Exercise requirements:
Compute how many lines in the data below contain "unavailable"; answer only with that number.

Recorded data:
//! SQLite-backed store over an r2d2 connection pool.
//!
//! Tables:
//! - `accounts`: id, name, email (unique), password_hash, role, activated, created_at
//! - `apps`: id, name (unique), secret
//! - `tokens`: hash (SHA-256 of the plaintext), account_id, expires_at
//!
//! Every call checks a connection out of the pool on the blocking thread
//! pool, so request tasks never wait on SQLite directly. Each write runs in
//! its own transaction.

use std::path::{Path, PathBuf};
use std::time::Duration;

use anyhow::{Context, Result};
use async_trait::async_trait;
use chrono::{DateTime, Utc};
use r2d2::Pool;
use r2d2_sqlite::SqliteConnectionManager;
use rusqlite::{params, Connection, OptionalExtension};

use crate::auth::traits::{
    token_digest, Account, AccountStore, AppRegistry, NewAccount, RegisteredApp, Role,
    TokenLedger,
};

use super::StoreError;

/// Default pool size.
const DEFAULT_POOL_SIZE: u32 = 8;

/// Default time a connection waits on a locked database.
const DEFAULT_BUSY_TIMEOUT: Duration = Duration::from_secs(5);

const SCHEMA: &str = "
CREATE TABLE IF NOT EXISTS accounts (
    id INTEGER PRIMARY KEY AUTOINCREMENT,
    name TEXT NOT NULL,
    email TEXT NOT NULL UNIQUE,
    password_hash TEXT NOT NULL,
    role TEXT NOT NULL DEFAULT 'user',
    activated INTEGER NOT NULL DEFAULT 0,
    created_at INTEGER NOT NULL
);

CREATE TABLE IF NOT EXISTS apps (
    id INTEGER PRIMARY KEY,
    name TEXT NOT NULL UNIQUE,
    secret BLOB NOT NULL
);

CREATE TABLE IF NOT EXISTS tokens (
    hash BLOB PRIMARY KEY,
    account_id INTEGER NOT NULL REFERENCES accounts(id) ON DELETE CASCADE,
    expires_at INTEGER NOT NULL
);
CREATE INDEX IF NOT EXISTS idx_tokens_expires ON tokens(expires_at);
CREATE INDEX IF NOT EXISTS idx_tokens_account ON tokens(account_id);
";

/// Pool tuning for [`SqliteStore::open`].
#[derive(Debug, Clone)]
pub struct SqliteOptions {
    pub pool_size: u32,
    pub busy_timeout: Duration,
}

impl Default for SqliteOptions {
    fn default() -> Self {
        Self {
            pool_size: DEFAULT_POOL_SIZE,
            busy_timeout: DEFAULT_BUSY_TIMEOUT,
        }
    }
}

#[derive(Clone)]
pub struct SqliteStore {
    pool: Pool<SqliteConnectionManager>,
    path: PathBuf,
}

impl std::fmt::Debug for SqliteStore {
    fn fmt(&self, f: &mut std::fmt::Formatter<'_>) -> std::fmt::Result {
        f.debug_struct("SqliteStore")
            .field("path", &self.path)
            .field("max_size", &self.pool.max_size())
            .finish()
    }
}

impl SqliteStore {
    /// Open (or create) the database at `path` and apply the schema.
    pub fn open(path: &Path, options: SqliteOptions) -> Result<Self> {
        if let Some(parent) = path.parent().filter(|p| !p.as_os_str().is_empty()) {
            std::fs::create_dir_all(parent)
                .with_context(|| format!("creating {}", parent.display()))?;
        }

        let busy_timeout = options.busy_timeout;
        let manager = SqliteConnectionManager::file(path).with_init(move |conn| {
            conn.busy_timeout(busy_timeout)?;
            // WAL mode for concurrent reads + crash safety
            conn.execute_batch(
                "PRAGMA journal_mode = WAL;
                 PRAGMA synchronous = NORMAL;
                 PRAGMA foreign_keys = ON;",
            )
        });

        let pool = Pool::builder()
            .max_size(options.pool_size)
            .build(manager)
            .with_context(|| format!("opening connection pool for {}", path.display()))?;

        pool.get()
            .context("checking out connection for schema setup")?
            .execute_batch(SCHEMA)
            .context("applying schema")?;

        tracing::info!(path = %path.display(), pool_size = options.pool_size, "SQLite store ready");

        Ok(Self {
            pool,
            path: path.to_path_buf(),
        })
    }

    pub fn path(&self) -> &Path {
        &self.path
    }

    /// Run `f` on a pooled connection on the blocking thread pool.
    async fn with_conn<T, F>(&self, op: &'static str, f: F) -> Result<T, StoreError>
    where
        T: Send + 'static,
        F: FnOnce(&mut Connection) -> Result<T, rusqlite::Error> + Send + 'static,
    {
        let pool = self.pool.clone();
        tokio::task::spawn_blocking(move || {
            let mut conn = pool.get().map_err(|e| StoreError::unavailable(op, e))?;
            f(&mut conn).map_err(|e| classify(op, e))
        })
        .await
        .map_err(|e| StoreError::unavailable(op, e))?
    }

    /// Add or replace a registered application.
    pub async fn insert_app(&self, id: i64, name: &str, secret: &[u8]) -> Result<(), StoreError> {
        let name = name.to_string();
        let secret = secret.to_vec();
        self.with_conn("apps.insert", move |conn| {
            let tx = conn.transaction()?;
            tx.execute(
                "INSERT INTO apps (id, name, secret) VALUES (?1, ?2, ?3)
                 ON CONFLICT(id) DO UPDATE SET name = excluded.name, secret = excluded.secret",
                params![id, name, secret],
            )?;
            tx.commit()
        })
        .await
    }

    /// Administrative role change.
    pub async fn set_role(&self, account_id: i64, role: Role) -> Result<(), StoreError> {
        let updated = self
            .with_conn("accounts.set_role", move |conn| {
                let tx = conn.transaction()?;
                let n = tx.execute(
                    "UPDATE accounts SET role = ?1 WHERE id = ?2",
                    params![role.as_str(), account_id],
                )?;
                tx.commit()?;
                Ok(n)
            })
            .await?;
        if updated == 0 {
            return Err(StoreError::NotFound);
        }
        Ok(())
    }

    pub async fn account_count(&self) -> Result<u64, StoreError> {
        self.with_conn("accounts.count", |conn| {
            let count: i64 = conn.query_row("SELECT COUNT(*) FROM accounts", [], |row| row.get(0))?;
            Ok(count as u64)
        })
        .await
    }

    pub async fn token_count(&self) -> Result<u64, StoreError> {
        self.with_conn("ledger.count", |conn| {
            let count: i64 = conn.query_row("SELECT COUNT(*) FROM tokens", [], |row| row.get(0))?;
            Ok(count as u64)
        })
        .await
    }
}

/// Translate driver errors into the store taxonomy.
fn classify(op: &'static str, err: rusqlite::Error) -> StoreError {
    if let rusqlite::Error::SqliteFailure(e, _) = &err {
        if e.code == rusqlite::ErrorCode::ConstraintViolation {
            match e.extended_code {
                rusqlite::ffi::SQLITE_CONSTRAINT_UNIQUE
                | rusqlite::ffi::SQLITE_CONSTRAINT_PRIMARYKEY => return StoreError::Conflict,
                // tokens.account_id names no account
                rusqlite::ffi::SQLITE_CONSTRAINT_FOREIGNKEY => return StoreError::NotFound,
                _ => {}
            }
        }
    }

    match err {
        rusqlite::Error::QueryReturnedNoRows => StoreError::NotFound,
        other => StoreError::unavailable(op, other),
    }
}

fn account_from_row(row: &rusqlite::Row<'_>) -> rusqlite::Result<Account> {
    let role: String = row.get(4)?;
    Ok(Account {
        id: row.get(0)?,
        name: row.get(1)?,
        email: row.get(2)?,
        password_hash: row.get(3)?,
        role: Role::from_str_lossy(&role),
        activated: row.get(5)?,
    })
}

#[async_trait]
impl AccountStore for SqliteStore {
    async fn create_account(&self, account: NewAccount) -> Result<i64, StoreError> {
        let now = Utc::now().timestamp();
        self.with_conn("accounts.create", move |conn| {
            let tx = conn.transaction()?;
            tx.execute(
                "INSERT INTO accounts (name, email, password_hash, role, activated, created_at)
                 VALUES (?1, ?2, ?3, ?4, 0, ?5)",
                params![
                    account.name,
                    account.email,
                    account.password_hash,
                    Role::User.as_str(),
                    now
                ],
            )?;
            let id = tx.last_insert_rowid();
            tx.commit()?;
            Ok(id)
        })
        .await
    }

    async fn account_by_email(&self, email: &str) -> Result<Account, StoreError> {
        let email = email.to_string();
        self.with_conn("accounts.by_email", move |conn| {
            conn.query_row(
                "SELECT id, name, email, password_hash, role, activated
                 FROM accounts WHERE email = ?1",
                params![email],
                account_from_row,
            )
        })
        .await
    }

    async fn account(&self, id: i64) -> Result<Account, StoreError> {
        self.with_conn("accounts.by_id", move |conn| {
            conn.query_row(
                "SELECT id, name, email, password_hash, role, activated
                 FROM accounts WHERE id = ?1",
                params![id],
                account_from_row,
            )
        })
        .await
    }

    async fn role(&self, id: i64) -> Result<Role, StoreError> {
        self.with_conn("accounts.role", move |conn| {
            let role: String =
                conn.query_row("SELECT role FROM accounts WHERE id = ?1", params![id], |row| {
                    row.get(0)
                })?;
            Ok(Role::from_str_lossy(&role))
        })
        .await
    }
}

#[async_trait]
impl AppRegistry for SqliteStore {
    async fn app(&self, id: i64) -> Result<RegisteredApp, StoreError> {
        self.with_conn("apps.by_id", move |conn| {
            conn.query_row(
                "SELECT id, name, secret FROM apps WHERE id = ?1",
                params![id],
                |row| {
                    Ok(RegisteredApp {
                        id: row.get(0)?,
                        name: row.get(1)?,
                        secret: row.get(2)?,
                    })
                },
            )
        })
        .await
    }
}

#[async_trait]
impl TokenLedger for SqliteStore {
    async fn record(
        &self,
        token: &str,
        owner_id: i64,
        expires_at: DateTime<Utc>,
    ) -> Result<(), StoreError> {
        let digest = token_digest(token);
        let expires_at = expires_at.timestamp();
        self.with_conn("ledger.record", move |conn| {
            let tx = conn.transaction()?;
            tx.execute(
                "INSERT INTO tokens (hash, account_id, expires_at) VALUES (?1, ?2, ?3)",
                params![&digest[..], owner_id, expires_at],
            )?;
            tx.commit()
        })
        .await
    }

    async fn is_live(&self, token: &str, now: DateTime<Utc>) -> Result<bool, StoreError> {
        let digest = token_digest(token);
        let now = now.timestamp();
        // A row swept between issue and this read is simply absent.
        let expires_at = self
            .with_conn("ledger.is_live", move |conn| {
                conn.query_row(
                    "SELECT expires_at FROM tokens WHERE hash = ?1",
                    params![&digest[..]],
                    |row| row.get::<_, i64>(0),
                )
                .optional()
            })
            .await?;
        Ok(expires_at.is_some_and(|exp| exp > now))
    }

    async fn revoke(&self, token: &str) -> Result<bool, StoreError> {
        let digest = token_digest(token);
        let deleted = self
            .with_conn("ledger.revoke", move |conn| {
                conn.execute("DELETE FROM tokens WHERE hash = ?1", params![&digest[..]])
            })
            .await?;
        Ok(deleted > 0)
    }

    async fn revoke_all(&self, owner_id: i64) -> Result<u64, StoreError> {
        let deleted = self
            .with_conn("ledger.revoke_all", move |conn| {
                conn.execute("DELETE FROM tokens WHERE account_id = ?1", params![owner_id])
            })
            .await?;
        Ok(deleted as u64)
    }

    async fn sweep(&self, now: DateTime<Utc>) -> Result<u64, StoreError> {
        let now = now.timestamp();
        let deleted = self
            .with_conn("ledger.sweep", move |conn| {
                conn.execute("DELETE FROM tokens WHERE expires_at <= ?1", params![now])
            })
            .await?;
        Ok(deleted as u64)
    }
}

Solution to this task:
3